All Saints Episcopal Day School is a co-educational independent school for students from Pre-K3 to 8th grade. The school is located in Hoboken, New Jersey, and occupies two campuses: the Elementary school and Middle schools are located at 707 Washington Street on the corner of 7th and Washington Streets, and the Early Childhood Center, which is located at 527 Clinton St. on the corner of Sixth and Clinton Streets, houses the Pre-K3, Pre-K4 and Kindergarten programs. Both campuses boast historic landmark buildings, and include a gymnasium, movement room, science lab, art room, and private outdoor play yards. There are SMART Boards in all classrooms and networked computers throughout all of the buildings.

The core curriculum consists of language arts, mathematics, science, social studies, physical education, world language and health, as well as special subjects including art, music, dance, drama, computers, and community service. The overall Student–teacher ratio is 5 to 1. All Saints is an IB World School meaning that it is authorized to provide the IB Programme to all of the grade levels the school covers. IB World Schools share a common philosophy – a commitment to high-quality, challenging, international education.

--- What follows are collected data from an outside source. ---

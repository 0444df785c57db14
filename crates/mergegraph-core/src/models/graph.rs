//! Untyped graph values as returned by the store.

use serde::{Deserialize, Serialize};
use serde_json::{Map, Value};
use std::collections::HashSet;

/// A stored node: id, labels and its property bag.
#[derive(Debug, Clone, PartialEq, Serialize, Deserialize)]
pub struct GraphNode {
    pub id: String,
    pub labels: Vec<String>,
    pub properties: Map<String, Value>,
}

impl GraphNode {
    pub fn has_label(&self, label: &str) -> bool {
        self.labels.iter().any(|l| l == label)
    }

    pub fn property(&self, key: &str) -> Option<&Value> {
        self.properties.get(key).filter(|v| !v.is_null())
    }
}

/// A stored directed edge.
#[derive(Debug, Clone, PartialEq, Serialize, Deserialize)]
pub struct GraphRelationship {
    pub id: i64,
    pub source: String,
    pub target: String,
    #[serde(rename = "type")]
    pub rel_type: String,
    pub properties: Map<String, Value>,
}

/// A set of nodes plus the edges between them.
#[derive(Debug, Clone, Default, PartialEq, Serialize, Deserialize)]
pub struct Graph {
    pub nodes: Vec<GraphNode>,
    pub relationships: Vec<GraphRelationship>,
}

impl Graph {
    pub fn is_empty(&self) -> bool {
        self.nodes.is_empty()
    }

    pub fn node_ids(&self) -> HashSet<&str> {
        self.nodes.iter().map(|n| n.id.as_str()).collect()
    }

    pub fn node(&self, id: &str) -> Option<&GraphNode> {
        self.nodes.iter().find(|n| n.id == id)
    }

    /// True when every edge endpoint is one of the graph's nodes.
    pub fn is_closed(&self) -> bool {
        let ids = self.node_ids();
        self.relationships
            .iter()
            .all(|r| ids.contains(r.source.as_str()) && ids.contains(r.target.as_str()))
    }
}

Each grade takes 6-10 field trips in New York City and its environs per year. Beginning in the Fifth Grade, students go on a three-day overnight trips to Frost Valley Farm Camp (Grade 5), Clearpool Green Chimneys (Grade 6), and Boston (Grade 7). Each year, our Eighth Grade students culminate their experience with an international capstone trip, designed to bring their learning to life on a global stage. In recent years, students have traveled to Scotland, where they explore the country’s leading environmental initiatives firsthand. Through immersive experiences, they deepen their understanding of sustainability, global citizenship, and the impact of innovation in protecting our planet.

The majority of teachers at All Saints hold advanced degrees in their fields and/or areas of expertise, and are certified to teach in the state of New Jersey, and the staff of more than 30 teachers and assistants are supported in continued professional development. One All Saints Middle School teacher was named Teacher of the Year in October 2011 by the New Jersey Council for American Private Education (NJ CAPE). The award is presented annually by NJ CAPE and presented by the New Jersey Deputy Commissioner of Education. The faculty at All Saints routinely present their work at conferences in the state and around the country. All Saints Episcopal Day School is accredited by the New Jersey Association of Independent Schools.